_Your task:_
From the listing below, pick out each line with the word "FrameHandle".

---- Source data

//! Pan/zoom tool: drag-to-pan with frame-coalesced viewport writes.
//!
//! STATE MACHINE
//! =============
//! `Viewing` is the rest state. Pointer-down with any button except the
//! secondary one enters `Moving`. While `Moving` and zoomed in past the
//! natural size, every pointer-move adds its movement to a pending delta and
//! makes sure exactly one animation frame is queued. When that frame fires the
//! whole pending delta is written to the viewport in a single
//! `set_zoom_position` call. Pointer-up returns to `Viewing`, cancels the
//! queued frame and writes whatever is still pending right away, so the final
//! position always reflects every recorded movement.
//!
//! Pointer-move events arrive far more often than the display refreshes;
//! coalescing keeps the viewport (and whatever re-renders on its changes) to
//! one write per frame.
//!
//! Movements that cancel out leave the queued frame in place with a zero
//! pending delta. That frame then writes nothing, so a queued frame only
//! implies a non-zero delta at the moment it was requested.
//!
//! Viewport writes go through the shared `RefCell`, and viewport observers run
//! while it is mutably borrowed. See
//! [`ImageViewport::subscribe`](crate::viewport::ImageViewport::subscribe).
//!
//! Before a viewport is bound every operation is a no-op.

#[cfg(test)]
#[path = "pan_zoom_test.rs"]
mod pan_zoom_test;

use std::cell::RefCell;
use std::rc::Rc;

use crate::consts::ORIGINAL_ZOOM_SCALE;
use crate::container::Cursor;
use crate::geom::Delta;
use crate::input::{Button, PointerEvent};
use crate::scheduler::{FrameHandle, FrameScheduler};
use crate::viewport::{SharedViewport, ZoomDirection, write_cursor};

/// Drag state of the pan tool.
#[derive(Debug, Clone, Copy, PartialEq, Eq, Default)]
pub enum PanMode {
    /// Pointer up, or down but not dragging yet.
    #[default]
    Viewing,
    /// A drag is in progress.
    Moving,
}

#[derive(Debug, Default)]
struct DragState {
    mode: PanMode,
    /// Movement recorded since the last flush.
    pending: Delta,
    /// Frame queued to flush `pending`.
    scheduled: Option<FrameHandle>,
    /// Bumped per scheduled frame; a callback only flushes for its own generation.
    generation: u64,
}

/// Hand tool: drags the content around when zoomed in and forwards the
/// toolbar zoom and sizing operations to the bound viewport.
pub struct PanZoomTool {
    scheduler: Rc<dyn FrameScheduler>,
    viewport: Option<SharedViewport>,
    drag: Rc<RefCell<DragState>>,
}

impl PanZoomTool {
    #[must_use]
    pub fn new(scheduler: Rc<dyn FrameScheduler>) -> Self {
        Self { scheduler, viewport: None, drag: Rc::new(RefCell::new(DragState::default())) }
    }

    // --- Binding ---

    #[must_use]
    pub fn is_bound(&self) -> bool {
        self.viewport.is_some()
    }

    /// Attach the tool to a viewport. A drag in progress on a previous viewport is finished first.
    pub fn bind_viewport(&mut self, viewport: &SharedViewport) {
        if let Some(current) = &self.viewport {
            if Rc::ptr_eq(current, viewport) {
                return;
            }
            self.finish_drag();
        }
        self.viewport = Some(Rc::clone(viewport));
    }

    /// Finish any drag and detach from the viewport.
    pub fn unbind_viewport(&mut self) {
        self.finish_drag();
        self.viewport = None;
    }

    // --- State queries ---

    #[must_use]
    pub fn mode(&self) -> PanMode {
        self.drag.borrow().mode
    }

    /// Movement recorded but not yet written to the viewport.
    #[must_use]
    pub fn pending_delta(&self) -> Delta {
        self.drag.borrow().pending
    }

    #[must_use]
    pub fn scheduled_frame(&self) -> Option<FrameHandle> {
        self.drag.borrow().scheduled
    }

    // --- Pointer input ---

    /// Start a drag unless the secondary button was pressed.
    pub fn pointer_down(&mut self, event: &PointerEvent) {
        let Some(viewport) = &self.viewport else {
            return;
        };
        if event.button == Button::Secondary {
            return;
        }
        self.drag.borrow_mut().mode = PanMode::Moving;
        write_cursor(&mut *viewport.borrow_mut(), Cursor::Grabbing);
    }

    /// Record movement while dragging and queue one flush frame per burst.
    /// Ignored at or below natural size.
    pub fn pointer_move(&mut self, event: &PointerEvent) {
        let Some(viewport) = &self.viewport else {
            return;
        };
        if viewport.borrow().zoom_scale() <= ORIGINAL_ZOOM_SCALE {
            return;
        }
        {
            let mut state = self.drag.borrow_mut();
            if state.mode != PanMode::Moving {
                return;
            }
            state.pending += event.movement;
            if state.scheduled.is_none() && !state.pending.is_zero() {
                self.schedule_flush(&mut state, viewport);
            }
        }
        write_cursor(&mut *viewport.borrow_mut(), Cursor::Grabbing);
    }

    /// End the drag and write any pending movement immediately.
    pub fn pointer_up(&mut self, _event: &PointerEvent) {
        let Some(viewport) = &self.viewport else {
            return;
        };
        write_cursor(&mut *viewport.borrow_mut(), Cursor::Grab);
        self.finish_drag();
    }

    // --- Toolbar operations ---

    /// Zoom one step in `direction`, anchored at the view centre.
    pub fn handle_zoom(&mut self, direction: ZoomDirection) {
        if let Some(viewport) = &self.viewport {
            viewport.borrow_mut().handle_zoom(direction);
        }
    }

    pub fn size_to_fit(&mut self) {
        if let Some(viewport) = &self.viewport {
            viewport.borrow_mut().size_to_fit();
        }
    }

    pub fn size_to_original(&mut self) {
        if let Some(viewport) = &self.viewport {
            viewport.borrow_mut().size_to_original();
        }
    }

    /// Fit when the content overflows the stage, natural size otherwise.
    pub fn size_to_auto(&mut self) {
        if let Some(viewport) = &self.viewport {
            viewport.borrow_mut().size_to_auto();
        }
    }

    /// Show the open-hand cursor while selected.
    pub fn update_cursor(&mut self, selected: bool) {
        if !selected {
            return;
        }
        if let Some(viewport) = &self.viewport {
            write_cursor(&mut *viewport.borrow_mut(), Cursor::Grab);
        }
    }

    // --- Lifecycle ---

    /// Losing selection ends the drag the same way a pointer-up does.
    pub fn deactivate(&mut self) {
        self.finish_drag();
    }

    /// Cancel the queued frame and write the pending delta (surface unmount).
    pub fn teardown(&mut self) {
        self.finish_drag();
    }

    fn finish_drag(&self) {
        let delta = {
            let mut state = self.drag.borrow_mut();
            state.mode = PanMode::Viewing;
            if let Some(handle) = state.scheduled.take() {
                self.scheduler.cancel_frame(handle);
            }
            state.pending.take()
        };
        if let Some(viewport) = &self.viewport {
            apply_pan(viewport, delta);
        }
    }

    fn schedule_flush(&self, state: &mut DragState, viewport: &SharedViewport) {
        state.generation = state.generation.wrapping_add(1);
        let generation = state.generation;
        let drag = Rc::downgrade(&self.drag);
        let target = Rc::downgrade(viewport);
        let handle = self.scheduler.request_frame(Box::new(move || {
            let (Some(drag), Some(viewport)) = (drag.upgrade(), target.upgrade()) else {
                return;
            };
            let delta = {
                let mut state = drag.borrow_mut();
                if state.scheduled.is_none() || state.generation != generation {
                    return;
                }
                state.scheduled = None;
                state.pending.take()
            };
            apply_pan(&viewport, delta);
        }));
        state.scheduled = Some(handle);
    }
}

impl Drop for PanZoomTool {
    fn drop(&mut self) {
        let Ok(mut state) = self.drag.try_borrow_mut() else {
            return;
        };
        if let Some(handle) = state.scheduled.take() {
            self.scheduler.cancel_frame(handle);
        }
        let delta = state.pending.take();
        drop(state);
        if delta.is_zero() {
            return;
        }
        if let Some(viewport) = &self.viewport
            && let Ok(mut viewport) = viewport.try_borrow_mut()
        {
            let target = viewport.zoom_position().offset(delta);
            viewport.set_zoom_position(target.x, target.y);
        }
    }
}

/// Write an accumulated delta to the viewport in one mutation.
fn apply_pan(viewport: &SharedViewport, delta: Delta) {
    if delta.is_zero() {
        return;
    }
    let mut viewport = viewport.borrow_mut();
    let target = viewport.zoom_position().offset(delta);
    tracing::trace!(dx = delta.dx, dy = delta.dy, x = target.x, y = target.y, "flushing pan delta");
    viewport.set_zoom_position(target.x, target.y);
}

--------

_Output of the exercise:_
use crate::scheduler::{FrameHandle, FrameScheduler};
    scheduled: Option<FrameHandle>,
    pub fn scheduled_frame(&self) -> Option<FrameHandle> {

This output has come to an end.